Toutefois, depuis les grandes sécheresses des années 1970, le Sahel est le lieu d’une succession de crises récurrentes et interdépendantes, tour à tour climatiques avec sécheresses, inondations, ou invasions acridiennes ; environnementales avec la désertification ; alimentaires avec les famines ; économiques ou sécuritaires. Au cours des six premiers mois de 2024, plus de 3 000 civils ont été tués par violence, un chiffre en augmentation de 25% comparé aux six mois précédents. Alors que nous écrivons ces lignes, les pluies torrentielles et les inondations qui affectent cet espace géographique ont sinistré plus de 2,5 millions de ses habitants et causé la mort d’au moins 900 personnes.
Les éleveurs : figures emblématiques et champions de la résilience du Sahel
Dans ce contexte, la résilience des sociétés sahéliennes est rudement mise à l’épreuve par les répercussions conjuguées des crises multiples. Les vastes territoires où vivent les communautés pastorales font l’objet de pressions aggravées par l’expansion marquée des activités agricoles et la croissance démographique, et par une insécurité civile accablante qui traverse les frontières. Autant de tensions qui contribuent à accentuer la stigmatisation des éleveurs pastoraux.

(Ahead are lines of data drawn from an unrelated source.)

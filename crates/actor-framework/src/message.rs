//! # Generic Messages
//!
//! This module defines the generic message types used for communication between
//! the `ResourceClient` and `ResourceActor`.

use crate::entity::ActorEntity;
use crate::error::FrameworkError;
use tokio::sync::oneshot;

/// Type alias for the one-shot response channel used by actors.
pub type Response<T> = oneshot::Sender<Result<T, FrameworkError>>;

/// Internal message type sent to the actor to request operations.
///
/// # Resource-Oriented Architecture
/// Each actor manages one collection of records (the [`ActorEntity`]). Instead of defining
/// ad-hoc messages for every operation, we standardize around the lifecycle operations the
/// collection supports.
///
/// - **List**: Retrieval of the whole collection, in stored order.
/// - **Get**: Retrieval of one record by ID.
/// - **Create**: Lifecycle start. Uses [`ActorEntity::Create`] and assigns the next id.
/// - **Replace**: Full update. Uses [`ActorEntity::Create`], keeping the id.
/// - **Patch**: Partial update. Uses [`ActorEntity::Patch`].
///
/// Records are never removed, so there is no delete message.
#[derive(Debug)]
pub enum ResourceRequest<T: ActorEntity> {
    List {
        respond_to: Response<Vec<T>>,
    },
    Get {
        id: T::Id,
        respond_to: Response<Option<T>>,
    },
    Create {
        params: T::Create,
        respond_to: Response<T>,
    },
    Replace {
        id: T::Id,
        params: T::Create,
        respond_to: Response<T>,
    },
    Patch {
        id: T::Id,
        patch: T::Patch,
        respond_to: Response<T>,
    },
}
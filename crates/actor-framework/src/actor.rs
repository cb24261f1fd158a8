//! # Generic Actor Server
//!
//! This module defines the `ResourceActor`, the single owner of a record collection.
//! It implements the "Server" side of the Actor Model, processing messages sequentially
//! and ensuring exclusive access to the underlying [`RecordStore`].

use crate::client::ResourceClient;
use crate::entity::{next_id, ActorEntity};
use crate::error::FrameworkError;
use crate::message::ResourceRequest;
use crate::store::RecordStore;
use tokio::sync::mpsc;
use tracing::{debug, info, warn};

/// The generic actor that manages a persisted collection of entities.
///
/// # Architecture Note
/// This struct is the "Server" half of the actor. It owns the store and the receiver end
/// of the channel.
///
/// **Concurrency Model**:
/// Every request reloads the whole collection from the store, mutates the in-memory copy
/// and writes the whole collection back. Because the actor processes one message at a time,
/// a load/mutate/save cycle can never interleave with another one: two concurrent writers
/// cannot lose each other's update, and no `Mutex` is needed around the store.
///
/// # Usage Pattern
///
/// 1.  **Create**: Call `ResourceActor::new()` with a store to get the `actor` and `client`.
/// 2.  **Run**: Spawn the actor's run loop in a background task.
/// 3.  **Stop**: Drop every client; the loop ends when the channel closes.
///
/// ```rust
/// use actor_framework::{ActorEntity, MemoryStore, ResourceActor};
///
/// #[derive(Clone, Debug)] struct Note { id: u32, text: String }
/// #[derive(Debug)] struct NoteError;
/// impl std::fmt::Display for NoteError {
///     fn fmt(&self, f: &mut std::fmt::Formatter<'_>) -> std::fmt::Result { write!(f, "note error") }
/// }
/// impl std::error::Error for NoteError {}
///
/// impl ActorEntity for Note {
///     type Id = u32;
///     type Create = String;
///     type Patch = String;
///     type Error = NoteError;
///
///     fn id(&self) -> u32 { self.id }
///     fn from_create_params(id: u32, text: String) -> Result<Self, NoteError> { Ok(Self { id, text }) }
///     fn on_patch(&mut self, text: String) -> Result<(), NoteError> { self.text = text; Ok(()) }
/// }
///
/// #[tokio::main]
/// async fn main() {
///     let (actor, client) = ResourceActor::new(10, MemoryStore::<Note>::new());
///     tokio::spawn(actor.run());
///
///     let note = client.create("hello".to_string()).await.unwrap();
///     assert_eq!(note.id, 1);
/// }
/// ```
///
/// # Operations
///
/// * **List**: Loads and returns the collection in stored order.
/// * **Get**: Loads the collection and searches it by ID.
/// * **Create**: Assigns `max(id) + 1`, builds the entity, appends it, saves.
/// * **Replace**: Finds the entity, rebuilds it via `on_replace`, saves.
/// * **Patch**: Finds the entity, merges via `on_patch`, saves.
///
/// A missing ID answers `FrameworkError::NotFound` and never writes to the store. Writes
/// also refuse to run when the store reports its data as unreadable, and a create past the
/// largest representable ID answers `FrameworkError::IdsExhausted`.
pub struct ResourceActor<T: ActorEntity, S> {
    receiver: mpsc::Receiver<ResourceRequest<T>>,
    store: S,
}

impl<T, S> ResourceActor<T, S>
where
    T: ActorEntity,
    S: RecordStore<T>,
{
    /// Creates a new `ResourceActor` over `store` and its associated `ResourceClient`.
    ///
    /// # Arguments
    ///
    /// * `buffer_size` - The capacity of the MPSC channel. If the channel is full,
    ///   calls to the client will wait until there is space.
    /// * `store` - Where the collection is persisted.
    pub fn new(buffer_size: usize, store: S) -> (Self, ResourceClient<T>) {
        let (sender, receiver) = mpsc::channel(buffer_size);
        let actor = Self { receiver, store };
        let client = ResourceClient::new(sender);
        (actor, client)
    }

    /// Runs the actor's event loop, processing messages until the channel closes.
    pub async fn run(mut self) {
        // Extract just the type name (e.g., "Product" instead of "product_service::model::product::Product")
        let entity_type = std::any::type_name::<T>()
            .split("::")
            .last()
            .unwrap_or("Unknown");
        info!(entity_type, "Actor started");

        while let Some(msg) = self.receiver.recv().await {
            match msg {
                ResourceRequest::List { respond_to } => {
                    let records = self.load_for_read(entity_type).await;
                    debug!(entity_type, size = records.len(), "List");
                    let _ = respond_to.send(Ok(records));
                }
                ResourceRequest::Get { id, respond_to } => {
                    let item = self
                        .load_for_read(entity_type)
                        .await
                        .into_iter()
                        .find(|record| record.id() == id);
                    let found = item.is_some();
                    debug!(entity_type, %id, found, "Get");
                    let _ = respond_to.send(Ok(item));
                }
                ResourceRequest::Create { params, respond_to } => {
                    debug!(entity_type, ?params, "Create");
                    let result = self.create(params).await;
                    match &result {
                        Ok(item) => info!(entity_type, id = %item.id(), "Created"),
                        Err(e) => warn!(entity_type, error = %e, "Create failed"),
                    }
                    let _ = respond_to.send(result);
                }
                ResourceRequest::Replace {
                    id,
                    params,
                    respond_to,
                } => {
                    debug!(entity_type, %id, ?params, "Replace");
                    let result = self
                        .modify(id, |item| item.on_replace(params))
                        .await;
                    match &result {
                        Ok(_) => info!(entity_type, %id, "Replaced"),
                        Err(e) => warn!(entity_type, %id, error = %e, "Replace failed"),
                    }
                    let _ = respond_to.send(result);
                }
                ResourceRequest::Patch {
                    id,
                    patch,
                    respond_to,
                } => {
                    debug!(entity_type, %id, ?patch, "Patch");
                    let result = self.modify(id, |item| item.on_patch(patch)).await;
                    match &result {
                        Ok(_) => info!(entity_type, %id, "Patched"),
                        Err(e) => warn!(entity_type, %id, error = %e, "Patch failed"),
                    }
                    let _ = respond_to.send(result);
                }
            }
        }

        info!(entity_type, "Shutdown");
    }

    /// Reads never fail: a collection the store cannot decode lists as empty.
    async fn load_for_read(&self, entity_type: &str) -> Vec<T> {
        self.store.load().await.unwrap_or_else(|e| {
            warn!(entity_type, error = %e, "Serving empty collection");
            Vec::new()
        })
    }

    async fn create(&self, params: T::Create) -> Result<T, FrameworkError> {
        let mut records = self.store.load().await?;
        let id = next_id(&records).ok_or_else(|| {
            let last = records.iter().map(|record| record.id()).max();
            FrameworkError::IdsExhausted(last.map(|id| id.to_string()).unwrap_or_default())
        })?;
        let item = T::from_create_params(id, params)
            .map_err(|e| FrameworkError::EntityError(Box::new(e)))?;
        records.push(item.clone());
        self.store.save(&records).await?;
        Ok(item)
    }

    /// Loads the collection, applies `apply` to the record with `id` and saves.
    async fn modify<F>(&self, id: T::Id, apply: F) -> Result<T, FrameworkError>
    where
        F: FnOnce(&mut T) -> Result<(), T::Error>,
    {
        let mut records = self.store.load().await?;
        let item = records
            .iter_mut()
            .find(|record| record.id() == id)
            .ok_or_else(|| FrameworkError::NotFound(id.to_string()))?;
        apply(item).map_err(|e| FrameworkError::EntityError(Box::new(e)))?;
        let updated = item.clone();
        self.store.save(&records).await?;
        Ok(updated)
    }
}
//! Inbound body normalization.
//!
//! [`NormalizedJson`] reads the request body as JSON and lowercases the string values of the
//! fields named by the [`NormalizationPolicy`] before any handler sees them.

use super::error::ApiError;
use super::AppState;
use axum::body::Bytes;
use axum::extract::{FromRequest, Request};
use axum::http::header::CONTENT_TYPE;
use axum::http::HeaderMap;
use serde_json::{Map, Value};

/// Lists every top-level field when given as a field name.
pub const ALL_FIELDS: &str = "*";

/// Which top-level body fields get their string values lowercased.
///
/// Fields are matched by exact name, so keys outside the list (extra keys included) keep
/// their case. [`ALL_FIELDS`] widens the policy to every top-level string value.
#[derive(Debug, Clone, Default, PartialEq)]
pub struct NormalizationPolicy {
    lowercase: Vec<String>,
}

impl NormalizationPolicy {
    pub fn lowercase<I, S>(fields: I) -> Self
    where
        I: IntoIterator<Item = S>,
        S: Into<String>,
    {
        Self {
            lowercase: fields.into_iter().map(Into::into).collect(),
        }
    }

    /// Lowercases listed string fields of an object body in place. Other values are untouched.
    pub fn apply(&self, body: &mut Value) {
        let Value::Object(fields) = body else {
            return;
        };
        if self.lowercase.iter().any(|field| field == ALL_FIELDS) {
            for value in fields.values_mut() {
                lowercase_string(value);
            }
            return;
        }
        for field in &self.lowercase {
            if let Some(value) = fields.get_mut(field) {
                lowercase_string(value);
            }
        }
    }
}

fn lowercase_string(value: &mut Value) {
    if let Value::String(s) = value {
        *s = s.to_lowercase();
    }
}

/// A JSON body after normalization.
///
/// A request without a JSON content type (or with an empty body) yields an empty object.
/// Malformed JSON, or a top-level value that is neither object nor array, is rejected with 400.
#[derive(Debug)]
pub struct NormalizedJson(pub Value);

impl FromRequest<AppState> for NormalizedJson {
    type Rejection = ApiError;

    async fn from_request(req: Request, state: &AppState) -> Result<Self, Self::Rejection> {
        if !is_json(req.headers()) {
            return Ok(Self(Value::Object(Map::new())));
        }

        let bytes = Bytes::from_request(req, state)
            .await
            .map_err(|e| ApiError::BadRequest(e.body_text()))?;
        if bytes.is_empty() {
            return Ok(Self(Value::Object(Map::new())));
        }

        let mut body: Value =
            serde_json::from_slice(&bytes).map_err(|e| ApiError::BadRequest(e.to_string()))?;
        if !(body.is_object() || body.is_array()) {
            return Err(ApiError::BadRequest(
                "Request body must be a JSON object or array".to_string(),
            ));
        }

        state.normalization.apply(&mut body);
        Ok(Self(body))
    }
}

fn is_json(headers: &HeaderMap) -> bool {
    headers
        .get(CONTENT_TYPE)
        .and_then(|value| value.to_str().ok())
        .and_then(|value| value.split(';').next())
        .is_some_and(|mime| {
            let mime = mime.trim().to_ascii_lowercase();
            mime == "application/json" || (mime.starts_with("application/") && mime.ends_with("+json"))
        })
}

#[cfg(test)]
mod tests {
    use super::*;
    use axum::http::HeaderValue;
    use serde_json::json;

    #[test]
    fn test_only_listed_string_fields_are_lowercased() {
        let policy = NormalizationPolicy::lowercase(["name", "supplier", "quantity"]);
        let mut body = json!({
            "name": "WiDGet",
            "supplier": "ACME",
            "category": "Tools",
            "quantity": 5,
            "notes": "KEEP"
        });

        policy.apply(&mut body);

        assert_eq!(
            body,
            json!({
                "name": "widget",
                "supplier": "acme",
                "category": "Tools",
                "quantity": 5,
                "notes": "KEEP"
            })
        );
    }

    #[test]
    fn test_wildcard_lowercases_every_top_level_string() {
        let policy = NormalizationPolicy::lowercase([ALL_FIELDS]);
        let mut body = json!({
            "name": "WiDGet",
            "color": "Red",
            "quantity": 5,
            "tags": ["KEEP"]
        });

        policy.apply(&mut body);

        assert_eq!(
            body,
            json!({"name": "widget", "color": "red", "quantity": 5, "tags": ["KEEP"]})
        );
    }

    #[test]
    fn test_arrays_are_left_alone() {
        let policy = NormalizationPolicy::lowercase(["name"]);
        let mut body = json!([{"name": "UPPER"}]);
        policy.apply(&mut body);
        assert_eq!(body, json!([{"name": "UPPER"}]));
    }

    #[test]
    fn test_json_content_types() {
        let mut headers = HeaderMap::new();
        assert!(!is_json(&headers));

        headers.insert(CONTENT_TYPE, HeaderValue::from_static("application/json; charset=utf-8"));
        assert!(is_json(&headers));

        headers.insert(CONTENT_TYPE, HeaderValue::from_static("application/merge-patch+json"));
        assert!(is_json(&headers));

        headers.insert(CONTENT_TYPE, HeaderValue::from_static("text/plain"));
        assert!(!is_json(&headers));
    }
}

Pourtant ces éleveurs, figures emblématiques du Sahel, sont les mieux placés pour s’adapter à l’évolution de l’espace sahélien. Leur flexibilité face aux différents contextes et leur capacité à tirer parti de façon optimale des ressources naturelles disponibles en font des champions toutes catégories de la résilience. En renforçant leur capacité d'adaptation, nous pouvons non seulement améliorer leur qualité de vie, mais aussi contribuer à la prospérité des communautés sahéliennes.
Un puissant facteur d’intégration économique régionale
Le pastoralisme revêt une importance économique considérable pour le Sahel. Il assure la sécurité alimentaire et nutritionnelle, en fournissant 90% de la viande rouge et 70% du lait. Il contribue également à la gestion durable des ressources naturelles et à la lutte contre le changement climatique sur plus de 3 millions de km², tout en générant des revenus aux pasteurs et agro pasteurs. Ce mode d’existence dont dépendent directement plus de 20 millions de personnes dans les pays du Sahel est un atout majeur et un puissant facteur d’intégration économique régionale.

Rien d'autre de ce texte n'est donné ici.